Luis Miguel Pinho has a MSc (1997) and a Ph.D. (2001) in Electrical and Computer Engineering at the University of Porto. He is Coordinator Professor at the School of Engineering of the Polytechnic Institute of Porto, and Vice-Director and Research Associate at the CISTER (Research Centre in Real-Time and Embedded Computing Systems) research unit, where he currently leads activities in, among others, real-time programming models, scheduling of real-time parallel tasks and real-time middleware. He has participated in more than 15 R&D projects, being Coordinator of the FP7 R&D European Project P-SOCRATES and of several national projects, and CISTER coordinator and work package leader in several European and national projects. He has published more than 100 papers in international venues and journals in the area. He was Senior Researcher of the ArtistDesign Network of Excellence (NoE) and is a member of the HiPEAC NoE. He was Keynote Speaker at RTCSA 2010, Conference Chair and Program Co-Chair of Ada-Europe 2006, Program Co-Chair of Ada-Europe 2012 and General Co-Chair of ARCS 2015. He is Editor-in-Chief of the Ada User Journal.
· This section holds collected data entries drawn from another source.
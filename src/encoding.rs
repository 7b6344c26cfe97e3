//! Client encoding support: charset registry, byte-wise character boundary tracking and UCS-2
//! transcoding.
//!
//! The server reports the session encoding by name (`client_encoding`). For each known encoding a
//! small state machine classifies every byte of a string as either completing a character or
//! sitting in the middle of one. Consumers use this to find safe character boundaries when
//! scanning query text for placeholders and quotes, and to measure string length in characters.

use widestring::{U16Str, U16String};

const LINE_FEED: u8 = b'\n';
const CARRIAGE_RETURN: u8 = b'\r';

/// Known client encodings. Numeric codes mirror the server's ordering; unlisted encodings behave
/// as single byte.
#[derive(Debug, Clone, Copy, PartialEq, Eq)]
pub enum Charset {
    SqlAscii,
    EucJp,
    EucCn,
    EucKr,
    EucTw,
    Johab,
    Utf8,
    MuleInternal,
    Latin1,
    Latin2,
    Latin3,
    Latin4,
    Latin5,
    Latin6,
    Latin7,
    Latin8,
    Latin9,
    Latin10,
    Win1256,
    Win1258,
    Win874,
    Koi8R,
    Win1251,
    Win866,
    Iso8859_5,
    Iso8859_6,
    Iso8859_7,
    Iso8859_8,
    Sjis,
    Big5,
    Gbk,
    Uhc,
    Win1250,
    Gb18030,
    Tcvn,
    Alt,
    Win,
    Other,
}

/// Name table used to resolve the server reported encoding name.
const CHARSET_NAMES: &[(&str, Charset)] = &[
    ("SQL_ASCII", Charset::SqlAscii),
    ("EUC_JP", Charset::EucJp),
    ("EUC_CN", Charset::EucCn),
    ("EUC_KR", Charset::EucKr),
    ("EUC_TW", Charset::EucTw),
    ("JOHAB", Charset::Johab),
    ("UTF8", Charset::Utf8),
    ("MULE_INTERNAL", Charset::MuleInternal),
    ("LATIN1", Charset::Latin1),
    ("LATIN2", Charset::Latin2),
    ("LATIN3", Charset::Latin3),
    ("LATIN4", Charset::Latin4),
    ("LATIN5", Charset::Latin5),
    ("LATIN6", Charset::Latin6),
    ("LATIN7", Charset::Latin7),
    ("LATIN8", Charset::Latin8),
    ("LATIN9", Charset::Latin9),
    ("LATIN10", Charset::Latin10),
    ("WIN1256", Charset::Win1256),
    ("WIN1258", Charset::Win1258),
    ("WIN874", Charset::Win874),
    ("KOI8", Charset::Koi8R),
    ("WIN1251", Charset::Win1251),
    ("WIN866", Charset::Win866),
    ("ISO_8859_5", Charset::Iso8859_5),
    ("ISO_8859_6", Charset::Iso8859_6),
    ("ISO_8859_7", Charset::Iso8859_7),
    ("ISO_8859_8", Charset::Iso8859_8),
    ("SJIS", Charset::Sjis),
    ("BIG5", Charset::Big5),
    ("GBK", Charset::Gbk),
    ("UHC", Charset::Uhc),
    ("WIN1250", Charset::Win1250),
    ("GB18030", Charset::Gb18030),
    ("UNICODE", Charset::Utf8),
    ("TCVN", Charset::Tcvn),
    ("ALT", Charset::Alt),
    ("WIN", Charset::Win),
];

impl Charset {
    /// Resolve an encoding name reported by the server. Exact (case insensitive) matches win;
    /// otherwise the longest table name contained in the reported string is used, so that e.g.
    /// `UTF8_BOM` still resolves. Unknown names resolve to [`Charset::Other`].
    pub fn from_name(name: &str) -> Charset {
        for &(candidate, code) in CHARSET_NAMES {
            if name.eq_ignore_ascii_case(candidate) {
                return code;
            }
        }
        let upper = name.to_ascii_uppercase();
        let mut best: Option<(usize, Charset)> = None;
        for &(candidate, code) in CHARSET_NAMES {
            if upper.contains(candidate) && best.map_or(true, |(len, _)| candidate.len() >= len) {
                best = Some((candidate.len(), code));
            }
        }
        best.map(|(_, code)| code).unwrap_or(Charset::Other)
    }

    /// Canonical name of the encoding.
    pub fn name(self) -> &'static str {
        CHARSET_NAMES
            .iter()
            .find(|(_, code)| *code == self)
            .map(|(name, _)| *name)
            .unwrap_or("OTHER")
    }

    /// Upper bound of bytes a single character may occupy in the encoding.
    pub fn max_bytes_per_char(self) -> u8 {
        match self {
            Charset::Utf8 => 6,
            Charset::EucTw => 4,
            Charset::EucJp | Charset::Gb18030 => 3,
            Charset::Sjis
            | Charset::Big5
            | Charset::Gbk
            | Charset::Uhc
            | Charset::EucCn
            | Charset::EucKr
            | Charset::Johab => 2,
            _ => 1,
        }
    }
}

/// Advances the character boundary state machine by one byte.
///
/// A return of `0` means `byte` is a complete single byte character, `1` means it is the final
/// byte of a multibyte character, any larger value means the scanner is mid-character. A byte is
/// a character boundary exactly when the returned state is below `2`.
pub fn char_state(state: u32, byte: u8, charset: Charset) -> u32 {
    let c = byte as u32;
    if byte == 0 {
        return 0;
    }
    match charset {
        Charset::Utf8 => {
            if state < 2 && c >= 0x80 {
                if c >= 0xfc {
                    6
                } else if c >= 0xf8 {
                    5
                } else if c >= 0xf0 {
                    4
                } else if c >= 0xe0 {
                    3
                } else if c >= 0xc0 {
                    2
                } else {
                    // Continuation byte without a lead byte, treat as a boundary.
                    0
                }
            } else if state > 2 && c > 0x7f {
                state - 1
            } else {
                0
            }
        }
        Charset::Sjis => {
            if state < 2 && c > 0x80 && !(c > 0x9f && c < 0xe0) {
                2
            } else if state == 2 {
                1
            } else {
                0
            }
        }
        Charset::Big5 => {
            if state < 2 && c > 0xa0 {
                2
            } else if state == 2 {
                1
            } else {
                0
            }
        }
        Charset::Gbk | Charset::Uhc => {
            if state < 2 && c > 0x7f {
                2
            } else if state == 2 {
                1
            } else {
                0
            }
        }
        Charset::EucJp => {
            // 0x8f leads JIS X 0212, 0x8e leads half width katakana.
            if state < 3 && c == 0x8f {
                3
            } else if state != 2 && (c == 0x8e || c > 0xa0) {
                2
            } else if state == 2 {
                1
            } else {
                0
            }
        }
        Charset::EucCn | Charset::EucKr | Charset::Johab => {
            if state < 2 && c > 0xa0 {
                2
            } else if state == 2 {
                1
            } else {
                0
            }
        }
        Charset::EucTw => {
            if state < 4 && c == 0x8e {
                4
            } else if state == 4 && c > 0xa0 {
                3
            } else if (state == 3 || state < 2) && c > 0xa0 {
                2
            } else if state == 2 {
                1
            } else {
                0
            }
        }
        Charset::Gb18030 => {
            if state < 2 && c > 0x80 {
                2
            } else if state == 2 {
                if (0x30..=0x39).contains(&c) {
                    3
                } else {
                    1
                }
            } else if state == 3 {
                if (0x30..=0x39).contains(&c) {
                    1
                } else {
                    3
                }
            } else {
                0
            }
        }
        _ => 0,
    }
}

/// Walks a byte string while tracking character boundaries of the session encoding. Replacement
/// for raw pointer scans over multibyte text.
#[derive(Debug, Clone)]
pub struct EncodedStr<'a> {
    bytes: &'a [u8],
    charset: Charset,
    state: u32,
    pos: usize,
}

impl<'a> EncodedStr<'a> {
    pub fn new(bytes: &'a [u8], charset: Charset) -> Self {
        EncodedStr {
            bytes,
            charset,
            state: 0,
            pos: 0,
        }
    }

    /// Byte position of the scanner, i.e. the index of the byte the next call to
    /// [`Self::next_byte`] returns.
    pub fn position(&self) -> usize {
        self.pos
    }

    /// Next byte together with a flag telling whether the byte completes a character. `None` at
    /// the end of input.
    pub fn next_byte(&mut self) -> Option<(u8, bool)> {
        let byte = *self.bytes.get(self.pos)?;
        self.pos += 1;
        self.state = char_state(self.state, byte, self.charset);
        Some((byte, self.state < 2))
    }

    /// `true` if the scanner currently sits in the middle of a multibyte character.
    pub fn mid_character(&self) -> bool {
        self.state >= 2
    }
}

/// Length of `bytes` in characters of the given encoding.
pub fn mbs_len(bytes: &[u8], charset: Charset) -> usize {
    let mut len = 0;
    let mut state = 0;
    for &byte in bytes {
        state = char_state(state, byte, charset);
        if state < 2 {
            len += 1;
        }
    }
    len
}

/// Finds the first occurrence of the ASCII character `needle` which sits on a character boundary.
pub fn mbs_find(bytes: &[u8], needle: u8, charset: Charset) -> Option<usize> {
    let mut state = 0;
    for (index, &byte) in bytes.iter().enumerate() {
        state = char_state(state, byte, charset);
        if state == 0 && byte == needle {
            return Some(index);
        }
    }
    None
}

/// Encodes a UCS-2 string as UTF-8. Code points up to `0x7f` become one byte (optionally ASCII
/// lowered for identifier folding), up to `0x7ff` two bytes, everything else three bytes.
pub fn ucs2_to_utf8(input: &U16Str, lower_identifier: bool) -> Vec<u8> {
    let mut utf8 = Vec::with_capacity(input.len() * 3);
    for &unit in input.as_slice() {
        if unit == 0 {
            break;
        }
        if unit & 0xff80 == 0 {
            let byte = unit as u8;
            utf8.push(if lower_identifier {
                byte.to_ascii_lowercase()
            } else {
                byte
            });
        } else if unit & 0xf800 == 0 {
            utf8.push(0xc0 | (unit >> 6) as u8);
            utf8.push(0x80 | (unit & 0x3f) as u8);
        } else {
            utf8.push(0xe0 | (unit >> 12) as u8);
            utf8.push(0x80 | ((unit >> 6) & 0x3f) as u8);
            utf8.push(0x80 | (unit & 0x3f) as u8);
        }
    }
    utf8
}

/// Decodes UTF-8 into a caller supplied UCS-2 buffer, by leading byte classification.
///
/// Returns the number of UCS-2 units of the complete conversion, which may exceed the buffer
/// length; the buffer then holds a truncated prefix. A terminating zero is written behind the
/// converted units when it fits. With `lf_conv` set, a carriage return is inserted before every
/// line feed not already preceded by one.
pub fn utf8_to_ucs2_lf(input: &[u8], lf_conv: bool, out: &mut [u16]) -> usize {
    let mut written = 0;
    let mut emit = |unit: u16, out: &mut [u16]| {
        if written < out.len() {
            out[written] = unit;
        }
        written += 1;
    };
    let mut i = 0;
    while i < input.len() {
        let byte = input[i];
        if byte == 0 {
            break;
        }
        if byte.is_ascii() {
            if lf_conv && byte == LINE_FEED && (i == 0 || input[i - 1] != CARRIAGE_RETURN) {
                emit(u16::from(CARRIAGE_RETURN), out);
            }
            emit(u16::from(byte), out);
            i += 1;
        } else if byte & 0xe0 == 0xe0 {
            // 3 byte code
            let unit = (u16::from(byte & 0x0f) << 12)
                | (u16::from(*input.get(i + 1).unwrap_or(&0) & 0x3f) << 6)
                | u16::from(*input.get(i + 2).unwrap_or(&0) & 0x3f);
            emit(unit, out);
            i += 3;
        } else {
            // 2 byte code
            let unit = (u16::from(byte & 0x1f) << 6) | u16::from(*input.get(i + 1).unwrap_or(&0) & 0x3f);
            emit(unit, out);
            i += 2;
        }
    }
    if written < out.len() {
        out[written] = 0;
    }
    written
}

/// Decoding convenience over [`utf8_to_ucs2_lf`] allocating the output.
pub fn utf8_to_ucs2_string(input: &[u8], lf_conv: bool) -> U16String {
    let mut buf = vec![0u16; input.len() * 2 + 1];
    let len = utf8_to_ucs2_lf(input, lf_conv, &mut buf);
    buf.truncate(len);
    U16String::from_vec(buf)
}

#[cfg(test)]
mod tests {
    use super::*;
    use test_case::test_case;
    use widestring::U16String;

    #[test]
    fn resolve_exact_name() {
        assert_eq!(Charset::Utf8, Charset::from_name("UTF8"));
        assert_eq!(Charset::Utf8, Charset::from_name("utf8"));
        assert_eq!(Charset::Sjis, Charset::from_name("SJIS"));
    }

    #[test_case(Charset::Utf8, 6)]
    #[test_case(Charset::EucTw, 4)]
    #[test_case(Charset::EucJp, 3)]
    #[test_case(Charset::Sjis, 2)]
    #[test_case(Charset::Latin1, 1)]
    fn char_width_upper_bound(charset: Charset, expected: u8) {
        assert_eq!(expected, charset.max_bytes_per_char());
    }

    #[test]
    fn resolve_by_longest_substring() {
        // LATIN10 must win over LATIN1 on substring matching.
        assert_eq!(Charset::Latin10, Charset::from_name("X_LATIN10_Y"));
    }

    #[test]
    fn unknown_name_is_other() {
        assert_eq!(Charset::Other, Charset::from_name("KLINGON"));
        assert_eq!(1, Charset::Other.max_bytes_per_char());
    }

    #[test]
    fn utf8_character_boundaries() {
        // Two three-byte CJK characters.
        let bytes = [0xe6, 0x97, 0xa5, 0xe6, 0x9c, 0xac];
        assert_eq!(2, mbs_len(&bytes, Charset::Utf8));
        assert_eq!(6, mbs_len(&bytes, Charset::SqlAscii));
    }

    #[test]
    fn sjis_trail_byte_is_not_a_boundary() {
        // 0x81 0x5c is a single Shift-JIS character whose trail byte is ASCII backslash. A naive
        // scan would find the backslash; the boundary aware scan must not.
        let bytes = [0x81, 0x5c, b'\\'];
        assert_eq!(Some(2), mbs_find(&bytes, b'\\', Charset::Sjis));
    }

    #[test]
    fn gb18030_four_byte_sequence() {
        let bytes = [0x81, 0x30, 0x81, 0x30];
        assert_eq!(1, mbs_len(&bytes, Charset::Gb18030));
    }

    #[test]
    fn ucs2_utf8_round_trip_is_identity() {
        let text = U16String::from_str("It's 10 o'clock – 日本語");
        let utf8 = ucs2_to_utf8(&text, false);
        let mut buf = vec![0u16; text.len() + 1];
        let len = utf8_to_ucs2_lf(&utf8, false, &mut buf);
        assert_eq!(text.len(), len);
        assert_eq!(text.as_slice(), &buf[..len]);
    }

    #[test]
    fn lower_identifier_folds_ascii_only() {
        let text = U16String::from_str("MyTable日");
        let utf8 = ucs2_to_utf8(&text, true);
        assert_eq!("mytable日".as_bytes(), utf8.as_slice());
    }

    /// Two CJK characters, six input bytes, must decode to exactly two units plus terminator.
    #[test]
    fn utf8_to_ucs2_cjk_length() {
        let input = [0xe6, 0x97, 0xa5, 0xe6, 0x9c, 0xac];
        let mut buf = [0xffffu16; 10];
        let len = utf8_to_ucs2_lf(&input, false, &mut buf);
        assert_eq!(2, len);
        assert_eq!([0x65e5, 0x672c, 0], buf[..3]);
    }

    #[test]
    fn lf_conversion_inserts_carriage_return() {
        let mut buf = [0u16; 16];
        let len = utf8_to_ucs2_lf(b"a\nb", true, &mut buf);
        assert_eq!(4, len);
        assert_eq!(U16String::from_str("a\r\nb").as_slice(), &buf[..len]);
    }

    #[test]
    fn lf_conversion_leaves_existing_crlf_alone() {
        let mut buf = [0u16; 16];
        let len = utf8_to_ucs2_lf(b"a\r\nb", true, &mut buf);
        assert_eq!(4, len);
    }

    #[test]
    fn truncated_output_still_reports_full_length() {
        let mut buf = [0u16; 2];
        let len = utf8_to_ucs2_lf(b"abcdef", false, &mut buf);
        assert_eq!(6, len);
        assert_eq!([b'a' as u16, b'b' as u16], buf);
    }
}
Patrick Meumeu Yomsi is an expert in the field of real-time scheduling theory and applications. His research blends software engineering principles with a detailed domain knowledge to innovate new models and accompanying analyses which provide developers with early evaluations of safety–critical systems. Patrick received his Ph.D. in 2009 from the Paris-Sud University, Orsay in France. Prior to joining the CISTER Research Center as a Research Associate in 2012 in Porto, Portugal, he was successively a member of the AOSTE research unit at the French National Institute in Computer Science and Control (INRIA) in Paris Rocquencourt, France, the PARTS Research Unit at the University of Brussels (ULB) in Brussels, Belgium, and finally a member of the TRIO Research Unit at INRIA in Nancy, France. His research interests include real-time scheduling theory, real-time communication and real-time operating systems. His work was awarded at several occasions: ‘‘Best Paper Awards’’ (2009 and 2010) and ‘‘Best Presentation Award’’ (2013).